use anyhow::Result;
use clap::Parser;
use serde::Deserialize;
use std::env;
use std::fs;
use std::path::{Path, PathBuf};

#[derive(Parser, Debug)]
#[command(name = "highscores")]
#[command(about = "Runs the arcade high-score service", long_about = None)]
pub struct Cli {
    #[arg(short = 'c', long = "config")]
    pub config_path: Option<String>,
}

pub fn default_config_dir() -> PathBuf {
    dirs::home_dir()
        .unwrap_or_else(|| PathBuf::from("."))
        .join(".highscores")
}

pub fn default_config_path() -> PathBuf {
    default_config_dir().join("config.yaml")
}

#[derive(Debug, Deserialize, Clone)]
pub struct App {
    #[serde(default = "default_host")]
    host: String,
    #[serde(default = "default_port")]
    port: u16,
    #[serde(default = "default_database")]
    database: String,
    #[serde(default)]
    pub turso_url: Option<String>,
    #[serde(default)]
    pub turso_auth_token: Option<String>,
    #[serde(default = "default_sync_interval")]
    pub sync_interval_seconds: u64,
}

fn default_host() -> String {
    "0.0.0.0".to_owned()
}

fn default_port() -> u16 {
    8000
}

fn default_database() -> String {
    "highscores.db".to_owned()
}

fn default_sync_interval() -> u64 {
    60
}

impl Default for App {
    fn default() -> Self {
        App {
            host: default_host(),
            port: default_port(),
            database: default_database(),
            turso_url: None,
            turso_auth_token: None,
            sync_interval_seconds: default_sync_interval(),
        }
    }
}

impl App {
    pub fn get_db(&self) -> &str {
        &self.database
    }

    pub fn get_port(&self) -> u16 {
        self.port
    }

    pub fn get_host(&self) -> &str {
        &self.host
    }

    pub fn address(&self) -> String {
        format!("{}:{}", self.host, self.port)
    }
}

#[derive(Debug, Deserialize, Default, Clone, Copy, PartialEq, Eq)]
#[serde(rename_all = "lowercase")]
pub enum LogFormat {
    #[default]
    Json,
    Pretty,
}

#[derive(Debug, Deserialize, Default, Clone)]
pub struct Log {
    #[serde(default)]
    pub format: LogFormat,
}

#[derive(Debug, Deserialize, Default, Clone)]
pub struct Config {
    #[serde(default)]
    pub app: App,
    #[serde(default)]
    pub log: Log,
}

impl Config {
    pub fn new(path: &Path) -> Result<Self> {
        let cfg = Config::load_config(path)?;
        Ok(cfg)
    }

    /// Loads `path` if it exists, otherwise falls back to built-in defaults.
    pub fn new_or_default(path: &Path) -> Result<Self> {
        if path.exists() {
            Config::new(path)
        } else {
            Ok(Config::default())
        }
    }

    pub fn from_yaml(yaml_str: &str) -> Result<Self> {
        let yaml_with_env = Config::substitute_env_vars(yaml_str)?;
        let config: Config = serde_yaml::from_str(&yaml_with_env)?;
        Ok(config)
    }

    fn load_config(path: &Path) -> Result<Config> {
        let yaml_str = fs::read_to_string(path)?;
        Config::from_yaml(&yaml_str)
    }

    fn substitute_env_vars(yaml_str: &str) -> Result<String> {
        let mut result = yaml_str.to_string();
        let mut offset = 0;

        while let Some(start) = result[offset..].find("${") {
            let actual_start = offset + start;
            if let Some(end) = result[actual_start..].find("}") {
                let var_name = &result[actual_start + 2..actual_start + end];

                // ${VAR:-default}
                let env_value = if let Some(default_start) = var_name.find(":-") {
                    let actual_var = &var_name[..default_start];
                    let default_val = &var_name[default_start + 2..];
                    env::var(actual_var).unwrap_or_else(|_| default_val.to_string())
                } else {
                    env::var(var_name).unwrap_or_else(|_| {
                        tracing::warn!(var = var_name, "environment variable not found");
                        String::new()
                    })
                };

                result.replace_range(actual_start..actual_start + end + 1, &env_value);
                offset = actual_start + env_value.len();
            } else {
                break;
            }
        }

        Ok(result)
    }
}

########################################

_TASK TO CARRY OUT_. Reproduce verbatim only this range: the first line of the material through the line that contains "#[arg(short = 'c', long", inclusive.

_REPLY TO THE TASK_.
use anyhow::Result;
use clap::Parser;
use serde::Deserialize;
use std::env;
use std::fs;
use std::path::{Path, PathBuf};

#[derive(Parser, Debug)]
#[command(name = "highscores")]
#[command(about = "Runs the arcade high-score service", long_about = None)]
pub struct Cli {
    #[arg(short = 'c', long = "config")]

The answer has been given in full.